Die umstrittene Fahrbahn ist ein Beispiel für eine hochgefährliche Verkehrssituation für Radler. Die Durchgangsstraße Tempelhofer Damm, von Lastkraftwagen stark befahren, verläuft in jede Richtung zwar dreispurig, die äußerste Spur ist jedoch meist zugeparkt. Radler müssen auf der mittleren Spur fahren. Doch auf der donnern schwere Lastkraftwagen entlang. Abschnittsweise gibt es am Tempelhofer Damm zwar einen Radweg, dieser endet jedoch schlagartig an der Kreuzung Alt-Tempelhof. Radler müssen sich nach dieser kritischen Einmündung die Fahrbahn mit Lastern und Pkws teilen. Kurz hinter der Kreuzung Alt-Tempelhof Richtung Süden geschah dann auch der tödliche Unfall.

"Es ist eine Todesfalle", meint die 17-jährige Schülerin Laura Weidinger. Sie wurde im Sommer 2006 an fast derselben Stelle ebenfalls von einem Lastkraftwagen angefahren, der sie zu nah überholte, ohne dabei auf die linke Spur zu wechseln. Sie stürzte nach rechts in eine Parklücke und geriet daher nicht - wie Sandra P. - unter den Anhänger. Weidinger kam mit einer Gehirnerschütterung ins Krankenhaus.

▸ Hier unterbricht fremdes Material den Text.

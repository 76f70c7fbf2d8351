//! Error handling for the gateway module

use thiserror::Error;

#[derive(Debug, Error)]
pub enum GatewayError {
    /// Reqwest error, typically related to network issues or request failures.
    #[error("Network error: {0}")]
    Transport(#[from] reqwest::Error),

    /// The API answered with a non-2xx status.
    #[error("HTTP error with status {status}: {message}")]
    Http { status: u16, message: String },

    /// The response body was not the JSON shape we expect.
    #[error("Decoding error: {0}")]
    Decode(#[from] serde_json::Error),

    /// An explicitly requested campaign is absent from the analytics list.
    #[error("Campaign with ID {0} not found")]
    NotFound(String),

    /// The analytics endpoint returned no campaigns at all.
    #[error("No campaign analytics found")]
    EmptyResult,
}

impl GatewayError {
    pub async fn from_response(response: reqwest::Response) -> GatewayError {
        let status = response.status().as_u16();
        let message = response
            .text()
            .await
            .unwrap_or_else(|_| "Failed to read response text".to_string());

        GatewayError::Http { status, message }
    }

    /// HTTP status carried by the failure, when there was one.
    pub fn status(&self) -> Option<u16> {
        match self {
            GatewayError::Http { status, .. } => Some(*status),
            GatewayError::Transport(e) => e.status().map(|s| s.as_u16()),
            _ => None,
        }
    }
}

Die Beamten vom zuständigen Polizeiabschnitt erklärten den Eltern damals, sie empfählen, an dieser Stelle "lieber auf dem Bürgersteig zu fahren".

"Das ist schon interessant, wenn örtliche Polizisten raten müssen, auf dem Bürgersteig zu radeln, was ja eine Verkehrswidrigkeit ist", sagt Roland Huhn, Rechtsreferent beim Allgemeinen Deutschen Fahrrad-Club (ADFC). Einmündungen von Radwegen seien immer kritisch. Auch sei ein zu geringer Überholabstand der Autos auf dicht befahrenen Straßen eine häufige Beschwerde der Radfahrer, berichtet Huhn. Laut Rechtsprechung betrage der seitliche Überholabstand zu einem Radler 1,50 Meter. Dies bedeutet, dass ein Auto die Fahrbahn wechseln muss, um Radler zu überholen. Viele Autos aber versuchen auf stark befahrenen Straßen, sich ohne Spurwechsel an den Radlern vorbeizumogeln.

Ein Vorstoß der Bezirksverordnetenversammlung von Tempelhof-Schöneberg im Sommer 2007 bei der Senatsverwaltung für Stadtentwicklung, die Wegeführung zu verbessern, scheiterte. Wegen der beengten Platzverhältnisse wollen die überbezirklichen Stadtplaner weder einen Radweg auf dem schmalen Bürgersteig einrichten noch die Parkspur beseitigen.

Nun soll die Einmündung der Fahrradfahrer an der Kreuzung durch Markierungen "vorverlegt" werden, erklärt Oliver Schworck (SPD), Verkehrsstadtrat im Bezirk Tempelhof-Schöneberg. Die Notwendigkeit für Radfahrer, sich nach der Kreuzung die Fahrbahn mit Pkws und Lastkraftwagen zu teilen, bleibe jedoch, bedauert der Stadtrat. Eine Anwohnerinitiative will zu dem Thema am 16. April eine Unterschriftenaktion starten. Sie fordert: "Schwerlaster runter vom Te-Damm".